Work has been going on for years to make this new stream of financial assistance a reality.

After passing the legislation in June last year, in September Diversity, Inclusion and People with Disabilities Minister Kamal Khera still could not say when it would come into force, saying her focus was on getting it “right”. This sparked calls for an interim “pop-up relief benefit” that never came to fruition.
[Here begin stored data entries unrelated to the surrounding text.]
//! Process-local state built up while the loader writes the taxonomy.

use std::collections::{BTreeMap, HashMap};

use cloudmouse_shared::HTML_EXT;

/// Category id → slug path segments (`["sdk", "core-system"]`).
///
/// Filled as categories are written so slugs can be computed without reading
/// back uncommitted rows. Always agrees with the stored `uri` chain.
#[derive(Debug, Default, Clone)]
pub struct CategoryPaths {
    paths: HashMap<i64, Vec<String>>,
}

impl CategoryPaths {
    pub fn new() -> Self {
        Self::default()
    }

    pub fn insert(&mut self, category_id: i64, path: Vec<String>) {
        self.paths.insert(category_id, path);
    }

    pub fn get(&self, category_id: i64) -> Option<&[String]> {
        self.paths.get(&category_id).map(Vec::as_slice)
    }

    /// Record `category_id` as a child of `parent_id` with `uri`. Returns the
    /// new path, or `None` when the parent is unknown.
    pub fn insert_child(&mut self, category_id: i64, parent_id: i64, uri: &str) -> Option<Vec<String>> {
        let mut path = self.paths.get(&parent_id)?.clone();
        path.push(uri.to_string());
        self.paths.insert(category_id, path.clone());
        Some(path)
    }

    pub fn len(&self) -> usize {
        self.paths.len()
    }

    pub fn is_empty(&self) -> bool {
        self.paths.is_empty()
    }

    pub fn iter(&self) -> impl Iterator<Item = (i64, &[String])> {
        self.paths.iter().map(|(id, path)| (*id, path.as_slice()))
    }
}

/// Full slug for an entity: language, ancestor path, own uri.
pub fn slug(iso: &str, path: &[String], uri: Option<&str>) -> String {
    let mut parts: Vec<&str> = Vec::with_capacity(path.len() + 2);
    parts.push(iso);
    parts.extend(path.iter().map(String::as_str));
    if let Some(uri) = uri {
        parts.push(uri);
    }
    parts.join("/")
}

/// Sanitized file name (`core.html`) → site-relative slug
/// (`/sdk/core-system/core`), for every page written in this run.
#[derive(Debug, Default, Clone, PartialEq, Eq)]
pub struct SlugMap {
    entries: BTreeMap<String, String>,
}

impl SlugMap {
    pub fn new() -> Self {
        Self::default()
    }

    /// Record page `uri` living under category `path`.
    pub fn record(&mut self, uri: &str, path: &[String]) {
        let mut slug = String::new();
        for segment in path {
            slug.push('/');
            slug.push_str(segment);
        }
        slug.push('/');
        slug.push_str(uri);
        self.entries.insert(format!("{uri}{HTML_EXT}"), slug);
    }

    pub fn get(&self, file: &str) -> Option<&str> {
        self.entries.get(file).map(String::as_str)
    }

    pub fn contains(&self, file: &str) -> bool {
        self.entries.contains_key(file)
    }

    pub fn len(&self) -> usize {
        self.entries.len()
    }

    pub fn is_empty(&self) -> bool {
        self.entries.is_empty()
    }

    pub fn iter(&self) -> impl Iterator<Item = (&str, &str)> {
        self.entries.iter().map(|(k, v)| (k.as_str(), v.as_str()))
    }
}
The government has framed this federal income supplement as a legacy social policy that will help hundreds of thousands of low-income, working-age people with disabilities, intended to complement existing provincial and territorial benefits.

However, ambiguity remains over the possibility of cross-jurisdictional recoveries, and the federal government says it is still asking provinces and territories to agree to exempt the Canada Disability Benefit from counting as income in relation to qualifying for other supports.

Based on the premise that “every dollar matters to those living with a disability,” the government states in the budget that it “aims for the combined amount of federal and provincial/territorial income support for people with disabilities to grow to the level of old age”. Social Security (OAS) and the Guaranteed Income Supplement (GIS)”.

Questioned on her way to a Liberal caucus meeting, MP Pam Damoff said the government is aware advocates are disappointed and while she, too, would have liked to see additional funding, “it’s more than we had before.”

“It also opens the door to conversations with provinces and territories… They have to come to the table on this,” said Damoff, who was one of the dozens of liberal deputies who had written to Freeland before the budget asking her to include funding for the benefit.

“It’s not the sole federal responsibility to ensure people don’t live in poverty. And I get a little frustrated when it all falls on our shoulders. Provinces need to step up for some of the most vulnerable people in the country, and we’re working to fill that void, but it doesn’t depend solely on us.